Russian famine of 1891–1892

"Cossack patrol near Kazan preventing peasants from leaving their village". Engraving by R. Caton Woodville from sketches. The Illustrated London News, 1892.

The Russian famine of 1891–1892 began along the Volga River and spread as far as the Urals and Black Sea. It caused 375,000 to 400,000 deaths.[1] The reawakening of Russian Marxism and populism is often traced to the public's anger over the tsarist government's poor handling of the disaster.

Weather

In 1891, a particularly-dry spring had delayed the planting of the fields. That winter, temperatures fell to −31 °C (−24 °F), but very little snow fell and the seedlings were totally unprotected from the frost. When the Volga River flooded, the lack of fire caused the water to freeze, which killed more seedlings and the fodder used to feed the horses. The seedlings that were not killed by frost were blown away along with the topsoil in an uncommonly-windy summer. The summer started as early as April and proved to be a long dry one. The city of Orenburg, for example, had no rain for over 100 days. Forests, horses, crops, and peasants all began to die, and by the end of 1892, about 375,000 to 400,000 people had died, mostly from the cholera epidemics that were triggered by the famine.

Other causes

Weather alone cannot be blamed, as there was enough grain in Russia to feed the starving areas.[citation needed] The peasants used medieval technology like wooden ploughs and sickles. They rarely had modern fertilizers or machinery (the Petrovsky Academy, in Moscow, was Russia's only agricultural school). Russia's primitive railways were not up to redistributing grain. The main blame was laid at the government, which was discredited by the famine. It refused to use the word golod (голод) but called it a poor harvest, neurozhai (неурожай), and stopped the papers from reporting on it.[2] The main reasons that the blame fell on the government were that grain exports were not banned until mid-August and merchants even had a month's warning and so they could quickly export their reserves. Minister of Finance Ivan Vyshnegradsky even opposed the late ban.[2] He was seen as the main cause of the disaster, as it was his policy to raise consumer taxes to force peasants to sell more grain.[2] Even Russia's capitalists realized that the industrialization drive had been too hard on the peasants.[citation needed]
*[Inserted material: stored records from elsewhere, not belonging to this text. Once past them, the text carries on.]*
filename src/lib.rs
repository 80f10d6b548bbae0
//! textree: composite text tree with embedded expression evaluation.
//!
//! Raw text is read, arithmetic/bitwise expressions inside it are replaced
//! by their values, and the result is parsed into a
//! document → paragraph → sentence → lexeme → word/sign/letter tree that
//! the analytics walk.

pub mod application;
pub mod cli;
pub mod config;
pub mod domain;
pub mod exitcode;
pub mod infrastructure;
pub mod util;
//! Text pipeline service
//!
//! Runs "read → preprocess → parse" over a filesystem abstraction and hands
//! back the document tree.

use std::path::Path;
use std::sync::Arc;

use regex::Regex;
use tracing::{debug, info, instrument};

use crate::application::preprocess::ExpressionConverter;
use crate::application::{ApplicationError, ApplicationResult, IoResultExt};
use crate::config::Settings;
use crate::domain::{DocumentParser, TextNode, TextParser};
use crate::infrastructure::traits::FileSystem;

/// Reads, preprocesses and parses input text.
pub struct TextService {
    fs: Arc<dyn FileSystem>,
    converter: ExpressionConverter,
    parser: DocumentParser,
    preprocess: bool,
}

impl TextService {
    /// Create a new text service.
    ///
    /// Fails with a config error when the paragraph delimiter is not a valid
    /// regex.
    pub fn new(fs: Arc<dyn FileSystem>, settings: &Settings) -> ApplicationResult<Self> {
        let delimiter = Regex::new(&settings.parser.paragraph_delimiter).map_err(|e| {
            ApplicationError::Config {
                message: format!("parser.paragraph_delimiter: {e}"),
            }
        })?;
        Ok(Self {
            fs,
            converter: ExpressionConverter::new(),
            parser: DocumentParser::with_delimiter(delimiter),
            preprocess: settings.preprocess.enabled,
        })
    }

    /// Read a file, drop empty lines and concatenate the rest without
    /// separators.
    pub fn read_all_text(&self, path: &Path) -> ApplicationResult<String> {
        debug!("read_all_text: path={}", path.display());
        if !self.fs.is_file(path) {
            return Err(ApplicationError::MissingInput(format!(
                "file not found: {}",
                path.display()
            )));
        }

        let content = self
            .fs
            .read_to_string(path)
            .with_path_context("read input", path)?;
        let text: String = content.lines().filter(|line| !line.is_empty()).collect();
        if text.is_empty() {
            return Err(ApplicationError::MissingInput(format!(
                "no text in {}",
                path.display()
            )));
        }

        info!("read {} characters from {}", text.len(), path.display());
        Ok(text)
    }

    /// Substitute embedded expressions, unless preprocessing is disabled.
    pub fn preprocess(&self, text: &str) -> String {
        if self.preprocess {
            self.converter.replace_expressions(text)
        } else {
            text.to_string()
        }
    }

    /// Parse already preprocessed text into a document.
    pub fn parse_text(&self, text: &str) -> ApplicationResult<TextNode> {
        if text.trim().is_empty() {
            return Err(ApplicationError::MissingInput("empty text".into()));
        }
        let document = self.parser.parse(text);
        debug!("parse_text: {} paragraphs", document.child_count());
        Ok(document)
    }

    /// Full pipeline: read, preprocess and parse `path`.
    #[instrument(level = "debug", skip(self), fields(path = %path.display()))]
    pub fn create(&self, path: &Path) -> ApplicationResult<TextNode> {
        let raw = self.read_all_text(path)?;
        let text = self.preprocess(&raw);
        self.parse_text(&text)
    }
}
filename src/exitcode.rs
//! Standard exit codes (BSD sysexits.h compatible)

/// Successful termination
pub const OK: i32 = 0;

/// Command line usage error
pub const USAGE: i32 = 64;

/// Data format error
pub const DATAERR: i32 = 65;

/// Cannot open input
pub const NOINPUT: i32 = 66;

/// Internal software error
pub const SOFTWARE: i32 = 70;

/// Input/output error
pub const IOERR: i32 = 74;

/// Configuration error
pub const CONFIG: i32 = 78;
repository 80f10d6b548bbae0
//! Shared helpers

pub mod testing;
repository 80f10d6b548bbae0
//! Integration tests for Settings config loading.
//!
//! These tests run without a global config (temp directories only), so they
//! test local config merging with defaults.

use std::collections::HashMap;
use std::fs;
use std::path::PathBuf;

use tempfile::TempDir;

use textree::application::ApplicationError;
use textree::config::{local_config_path, Settings};

#[test]
fn given_local_config_when_load_then_overrides_defaults() {
    // Arrange
    let dir = TempDir::new().unwrap();
    let local = r#"
min_words = 5
order_symbol = "o"

[preprocess]
enabled = false
"#;
    fs::write(local_config_path(dir.path()), local).unwrap();

    // Act
    let settings = Settings::load(Some(dir.path())).expect("load settings");

    // Assert
    assert_eq!(settings.min_words, 5);
    assert_eq!(settings.order_symbol, 'o');
    assert!(!settings.preprocess.enabled);
    assert_eq!(settings.vowels, "aeiouy");
}

#[test]
fn given_no_local_config_when_load_then_uses_defaults() {
    // Arrange
    let dir = TempDir::new().unwrap();

    // Act
    let settings = Settings::load(Some(dir.path())).expect("load settings");

    // Assert
    assert_eq!(settings.min_words, 3);
    assert_eq!(settings.input_path, PathBuf::from("data/input.txt"));
}

#[test]
fn given_malformed_local_config_when_load_then_config_error() {
    // Arrange
    let dir = TempDir::new().unwrap();
    fs::write(local_config_path(dir.path()), "min_words = [").unwrap();

    // Act
    let result = Settings::load(Some(dir.path()));

    // Assert
    assert!(matches!(result, Err(ApplicationError::Config { .. })));
}

#[test]
fn given_env_vars_when_applying_overrides_then_env_wins_over_file() {
    // Arrange
    let dir = TempDir::new().unwrap();
    fs::write(local_config_path(dir.path()), "min_words = 5\n").unwrap();
    let from_file = Settings::load(Some(dir.path())).unwrap();
    let env: HashMap<String, String> = [
        ("TEXTREE_MIN_WORDS", "7"),
        ("TEXTREE_VOWELS", "aeiou"),
        ("TEXTREE_INPUT_PATH", "texts/other.txt"),
    ]
    .into_iter()
    .map(|(k, v)| (k.to_string(), v.to_string()))
    .collect();

    // Act
    let settings = Settings::apply_env_overrides(from_file, Some(env)).unwrap();

    // Assert
    assert_eq!(settings.min_words, 7);
    assert_eq!(settings.vowel_set().len(), 5);
    assert_eq!(settings.input_path, PathBuf::from("texts/other.txt"));
}

#[test]
fn given_settings_when_rendering_toml_then_contains_sections() {
    // Act
    let toml = Settings::default().to_toml().unwrap();

    // Assert
    assert!(toml.contains("min_words = 3"));
    assert!(toml.contains("[preprocess]"));
    assert!(toml.contains("[parser]"));
}
//! Tests for the analytics over the fixture document.

use std::path::PathBuf;
use std::sync::Arc;

use rstest::{fixture, rstest};

use textree::application::analytics::{
    count_duplicate_words, count_vowels_and_consonants, remove_sentences_with_fewer_words,
    reverse_sort_lexemes_by_symbol, sentences_with_longest_word,
    sort_paragraphs_by_sentence_count, sort_words_by_length,
};
use textree::application::services::TextService;
use textree::application::VowelSet;
use textree::config::Settings;
use textree::domain::{layout, TextNode};
use textree::infrastructure::traits::RealFileSystem;

#[fixture]
fn document() -> TextNode {
    let path = PathBuf::from(env!("CARGO_MANIFEST_DIR")).join("tests/resources/input.txt");
    TextService::new(Arc::new(RealFileSystem), &Settings::default())
        .unwrap()
        .create(&path)
        .unwrap()
}

#[rstest]
fn given_document_when_sorting_paragraphs_then_fewest_sentences_first(document: TextNode) {
    // Act
    let sorted = sort_paragraphs_by_sentence_count(&document);

    // Assert
    let counts: Vec<usize> = sorted.children().map(|p| p.child_count()).collect();
    assert_eq!(counts, vec![1, 2, 2]);
    assert_eq!(layout(sorted.get_component(0).unwrap()), "Bye.");
    assert!(Arc::ptr_eq(
        sorted.get_component(1).unwrap(),
        document.get_component(0).unwrap()
    ));
}

#[rstest]
fn given_document_when_sorting_words_then_each_sentence_ordered_by_length(document: TextNode) {
    // Act
    let sorted = sort_words_by_length(&document);

    // Assert
    let last_paragraph = sorted.get_component(1).unwrap();
    let sentence = last_paragraph.get_component(1).unwrap();
    assert_eq!(sentence.render(), "of14isThepointusingIpsumsimple.");
}

#[rstest]
fn given_document_when_reverse_sorting_lexemes_then_most_symbols_first(document: TextNode) {
    // Act
    let sorted = reverse_sort_lexemes_by_symbol(&document, 'e');

    // Assert
    let sentence = sorted.get_component(1).unwrap().get_component(0).unwrap();
    let lexemes: Vec<String> = sentence.children().map(|l| l.render()).collect();
    assert_eq!(
        lexemes,
        vec![
            "established", "reader", "be", "distracted.", "a", "a", "fact", "is", "It", "long",
            "that", "will",
        ]
    );
}

#[rstest]
fn given_document_when_finding_longest_word_then_all_sentences_with_it(document: TextNode) {
    // Act
    let found = sentences_with_longest_word(&document);

    // Assert
    assert_eq!(found.len(), 3);
    assert!(found[1].render().starts_with("Itwaspopularised"));
    assert!(Arc::ptr_eq(
        &found[2],
        document.get_component(1).unwrap().get_component(0).unwrap()
    ));
}

#[rstest]
fn given_min_words_when_filtering_then_short_sentences_removed(document: TextNode) {
    // Act
    let filtered = remove_sentences_with_fewer_words(&document, 3);

    // Assert
    assert_eq!(filtered.child_count(), 2);
    assert!(!layout(&filtered).contains("Bye."));
    assert_eq!(document.child_count(), 3);
}

#[rstest]
fn given_document_when_counting_duplicates_then_lowercased_words_over_one(document: TextNode) {
    // Act
    let duplicates = count_duplicate_words(&document);

    // Assert
    let pairs: Vec<(&str, usize)> = duplicates.iter().map(|(w, c)| (w.as_str(), *c)).collect();
    assert_eq!(pairs, vec![("a", 2), ("is", 2), ("it", 3), ("the", 3)]);
}

#[rstest]
fn given_document_when_counting_letters_then_one_entry_per_sentence(document: TextNode) {
    // Act
    let counts = count_vowels_and_consonants(&document, &VowelSet::default());

    // Assert
    assert_eq!(counts.len(), 5);
    let bye = &counts[4];
    assert_eq!(bye.sentence.render(), "Bye.");
    assert_eq!((bye.vowels, bye.consonants), (2, 1));
}

#[rstest]
fn given_custom_vowels_when_counting_then_y_is_consonant(document: TextNode) {
    // Act
    let counts = count_vowels_and_consonants(&document, &VowelSet::new("aeiou"));

    // Assert
    assert_eq!((counts[4].vowels, counts[4].consonants), (1, 2));
}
The government also contributed to the famine indirectly by conscripting peasant sons and sending taxmen to seize livestock when grain ran out. The government also implemented a system of redemption payments as compensation to landlords who had lost their serfs, who, across Russia, had gained their freedom as part of reforms a few years earlier that were instigated by Tsar Alexander.

Relief efforts

Ivan Aivazovsky: Food Distribution, 1892
Leo Tolstoy organising famine relief in Samara, 1891

On 17 November 1891, the government asked the people to form voluntary anti-famine organizations.[3] Leo Tolstoy, the most famous volunteer,[4] blamed the Tsar and the Russian Orthodox Church for the famine. As a result, the Orthodox Church excommunicated Tolstoy and forbade citizens from accepting help from his relief organization.[5] The future Tsar Nicholas II headed the relief committee and was a member of the finance committee three months later, and the Tsar and Tsarina raised 5 and 12 million rubles, respectively. Alexander III's sister-in-law Grand Duchess Elizabeth also raised money by selling peasant crafts in bazaars. Nicholas II said, "A great honor, but little satisfaction.... I must admit I never even suspected its [finance committee's] existence."[6] The zemstvos got 150 million roubles from the government to buy food but were allowed to lend only to peasants who could repay them and were therefore the least needy. Starving peasants had to eat raw donated flour and "famine bread", a mixture of moss, goosefoot, bark and husks. In February 1892, the government bought 30,000 Kyrgyz horses so that the fields could be plowed.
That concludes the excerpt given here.